## TASK STATEMENT
Check every line of the entries that follow, and copy the ones containing "memory".

## SUPPLIED INFORMATION
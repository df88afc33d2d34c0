use crate::dao::memory::MemDao;
use crate::model::Note;
use crate::store::{NoteStore, SeedPolicy};

/// Builds stores with known contents for tests.
pub struct StoreFixture {
    pub store: NoteStore<MemDao>,
}

impl Default for StoreFixture {
    fn default() -> Self {
        Self::seeded()
    }
}

impl StoreFixture {
    /// A store holding the sample notes, like a fresh session.
    pub fn seeded() -> Self {
        Self::open(SeedPolicy::Samples)
    }

    pub fn empty() -> Self {
        Self::open(SeedPolicy::Skip)
    }

    fn open(seed: SeedPolicy) -> Self {
        let store = NoteStore::open(MemDao::new(), seed).expect("memory store always opens");
        Self { store }
    }

    pub fn with_notes(mut self, notes: &[(&str, &str)]) -> Self {
        for (title, description) in notes {
            self.store.add(Note::new(*title, *description));
        }
        self
    }
}
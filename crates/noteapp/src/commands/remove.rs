use crate::commands::CmdResult;
use crate::dao::NoteDao;
use crate::index::{note_at, RowIndex};
use crate::store::NoteStore;

/// Tap-to-delete: removes the note shown at `index`.
/// A row that does not exist gives an empty result.
pub fn run<D: NoteDao>(store: &mut NoteStore<D>, index: RowIndex) -> CmdResult {
    let target = match note_at(store.list(), index) {
        Some(note) => note.clone(),
        None => return CmdResult::default(),
    };
    store.remove(&target);
    CmdResult::default().with_affected_notes(vec![target])
}
// basket/src/store.rs

//! The injectable root object (`Storefront`) and the per-collection facade (`ResourceStore`).
//!
//! The application root builds one `Storefront` and passes it (or the `ResourceStore`s it owns)
//! down to whatever needs the cart or wishlist. There is no global instance.

use crate::applier::{MutationApplier, MutationTicket};
use crate::cache::Snapshot;
use crate::config::{StorefrontConfig, DEFAULT_REQUEST_TIMEOUT};
use crate::core::item::{ResourceKey, ResourceKind};
use crate::core::mutation::MutationKind;
use crate::error::{BasketError, BasketResult};
use crate::notify::{Effects, Liveness, LogNotifier, Notifier};
use crate::remote::{HttpRemote, RemoteResource};
use crate::session::{Credential, Redirector, SessionGate};
use crate::view::{self, Summary};

use rust_decimal::Decimal;
use std::sync::Arc;
use std::time::Duration;
use tokio::sync::watch;
use tracing::{event, instrument, Level};

/// Entry points for one collection. Every mutation goes through the session gate first.
#[derive(Clone)]
pub struct ResourceStore {
  applier: MutationApplier,
}

impl ResourceStore {
  pub fn new(applier: MutationApplier) -> Self {
    Self { applier }
  }

  pub fn kind(&self) -> ResourceKind {
    self.applier.kind()
  }

  pub fn applier(&self) -> &MutationApplier {
    &self.applier
  }

  /// Rehydrates from the server (`fetchCollection`).
  pub async fn refresh(&self) -> BasketResult<Snapshot> {
    self.applier.refresh().await
  }

  /// Adds `quantity` units of a product (merging into an existing entry for the same variant).
  pub fn add(
    &self,
    product_id: &str,
    variant: Option<&str>,
    quantity: u32,
    unit_price: Decimal,
    liveness: &Liveness,
  ) -> BasketResult<MutationTicket> {
    self.applier.submit(
      ResourceKey::new(product_id, variant.map(str::to_string)),
      MutationKind::Add { quantity, unit_price },
      liveness.clone(),
    )
  }

  /// Sets the quantity of an entry. Zero removes it.
  pub fn update_quantity(&self, key: ResourceKey, quantity: u32, liveness: &Liveness) -> BasketResult<MutationTicket> {
    self
      .applier
      .submit(key, MutationKind::UpdateQuantity { quantity }, liveness.clone())
  }

  pub fn remove(&self, key: ResourceKey, liveness: &Liveness) -> BasketResult<MutationTicket> {
    self.applier.submit(key, MutationKind::Remove, liveness.clone())
  }

  /// Same as `update_quantity`, addressed by the server id shown in the UI.
  pub fn update_quantity_by_id(&self, item_id: &str, quantity: u32, liveness: &Liveness) -> BasketResult<MutationTicket> {
    let key = self.key_for_id("update_quantity", item_id)?;
    self.update_quantity(key, quantity, liveness)
  }

  /// Same as `remove`, addressed by the server id shown in the UI.
  pub fn remove_by_id(&self, item_id: &str, liveness: &Liveness) -> BasketResult<MutationTicket> {
    let key = self.key_for_id("remove", item_id)?;
    self.remove(key, liveness)
  }

  /// Flips wishlist membership for a product.
  pub fn toggle(&self, product_id: &str, unit_price: Decimal, liveness: &Liveness) -> BasketResult<MutationTicket> {
    self
      .applier
      .submit(ResourceKey::product(product_id), MutationKind::Toggle { unit_price }, liveness.clone())
  }

  fn key_for_id(&self, action: &str, item_id: &str) -> BasketResult<ResourceKey> {
    // Gate before looking anything up so a signed-out user gets the redirect, not a lookup error.
    self.applier.gate().require_auth(action, |_| ())?;
    self
      .snapshot()
      .items
      .iter()
      .find(|item| item.server_id() == Some(item_id))
      .map(|item| item.key())
      .ok_or_else(|| BasketError::ItemNotFound {
        target: item_id.to_string(),
      })
  }

  pub fn snapshot(&self) -> Snapshot {
    self.applier.snapshot()
  }

  pub fn subscribe(&self) -> watch::Receiver<Arc<Snapshot>> {
    self.applier.subscribe()
  }

  pub fn summary(&self) -> Summary {
    Summary::of(&self.snapshot())
  }

  pub fn total_item_count(&self) -> u64 {
    view::total_item_count(&self.snapshot())
  }

  pub fn total_amount(&self) -> Decimal {
    view::total_amount(&self.snapshot())
  }

  pub fn is_present(&self, product_id: &str, variant: Option<&str>) -> bool {
    view::is_present(&self.snapshot(), product_id, variant)
  }

  pub fn quantity_of(&self, product_id: &str, variant: Option<&str>) -> u32 {
    view::quantity_of(&self.snapshot(), product_id, variant)
  }
}

/// The application's single shared cart + wishlist cache.
#[derive(Clone)]
pub struct Storefront {
  gate: SessionGate,
  cart: ResourceStore,
  wishlist: ResourceStore,
}

pub struct StorefrontBuilder {
  gate: SessionGate,
  notifier: Arc<dyn Notifier>,
  effects: Option<Arc<dyn Effects>>,
  request_timeout: Duration,
}

impl StorefrontBuilder {
  pub fn notifier(mut self, notifier: Arc<dyn Notifier>) -> Self {
    self.notifier = notifier;
    self
  }

  pub fn effects(mut self, effects: Arc<dyn Effects>) -> Self {
    self.effects = Some(effects);
    self
  }

  pub fn request_timeout(mut self, timeout: Duration) -> Self {
    self.request_timeout = timeout;
    self
  }

  /// Builds against the REST API described by `config`. Its sign-in path replaces the one
  /// given to `Storefront::builder`.
  pub fn build_http(mut self, config: &StorefrontConfig) -> BasketResult<Storefront> {
    self.gate = self.gate.with_sign_in_path(&config.sign_in_path);
    let cart = Arc::new(HttpRemote::new(config, ResourceKind::Cart)?);
    let wishlist = Arc::new(HttpRemote::new(config, ResourceKind::Wishlist)?);
    self.request_timeout(config.request_timeout).build(cart, wishlist)
  }

  /// Builds over arbitrary remotes (tests, alternative transports).
  pub fn build(
    self,
    cart_remote: Arc<dyn RemoteResource>,
    wishlist_remote: Arc<dyn RemoteResource>,
  ) -> BasketResult<Storefront> {
    if cart_remote.kind() != ResourceKind::Cart || wishlist_remote.kind() != ResourceKind::Wishlist {
      return Err(BasketError::Config(format!(
        "expected cart and wishlist remotes, got {} and {}",
        cart_remote.kind(),
        wishlist_remote.kind()
      )));
    }
    let store_for = |remote: Arc<dyn RemoteResource>| {
      ResourceStore::new(
        MutationApplier::builder(remote, self.gate.clone())
          .notifier(Arc::clone(&self.notifier))
          .effects(self.effects.clone())
          .request_timeout(self.request_timeout)
          .build(),
      )
    };
    let cart = store_for(cart_remote);
    let wishlist = store_for(wishlist_remote);
    Ok(Storefront {
      gate: self.gate.clone(),
      cart,
      wishlist,
    })
  }
}

impl Storefront {
  pub fn builder(redirector: Arc<dyn Redirector>, sign_in_path: impl Into<String>) -> StorefrontBuilder {
    StorefrontBuilder {
      gate: SessionGate::new(redirector, sign_in_path),
      notifier: Arc::new(LogNotifier),
      effects: None,
      request_timeout: DEFAULT_REQUEST_TIMEOUT,
    }
  }

  pub fn session(&self) -> &SessionGate {
    &self.gate
  }

  pub fn cart(&self) -> &ResourceStore {
    &self.cart
  }

  pub fn wishlist(&self) -> &ResourceStore {
    &self.wishlist
  }

  /// Starts a new session: forgets whatever the previous one left behind, then rehydrates
  /// both collections.
  pub async fn sign_in(&self, credential: Credential) -> BasketResult<()> {
    self.gate.sign_in(credential);
    self.reset_collections();
    self.load().await
  }

  /// Rehydrates cart and wishlist concurrently. Both are attempted; the first error is returned.
  #[instrument(name = "Storefront::load", skip(self), err(Display))]
  pub async fn load(&self) -> BasketResult<()> {
    let (cart, wishlist) = tokio::join!(self.cart.refresh(), self.wishlist.refresh());
    event!(
      Level::DEBUG,
      cart_ok = cart.is_ok(),
      wishlist_ok = wishlist.is_ok(),
      "Storefront collections loaded."
    );
    cart?;
    wishlist?;
    Ok(())
  }

  /// Drops the credential and forgets both collections.
  /// Pending mutations of the session are abandoned.
  pub fn sign_out(&self) {
    self.gate.sign_out();
    self.reset_collections();
  }

  fn reset_collections(&self) {
    self.cart.applier().reset();
    self.wishlist.applier().reset();
  }
}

## EXERCISE SOLUTION
use crate::dao::memory::MemDao;
        let store = NoteStore::open(MemDao::new(), seed).expect("memory store always opens");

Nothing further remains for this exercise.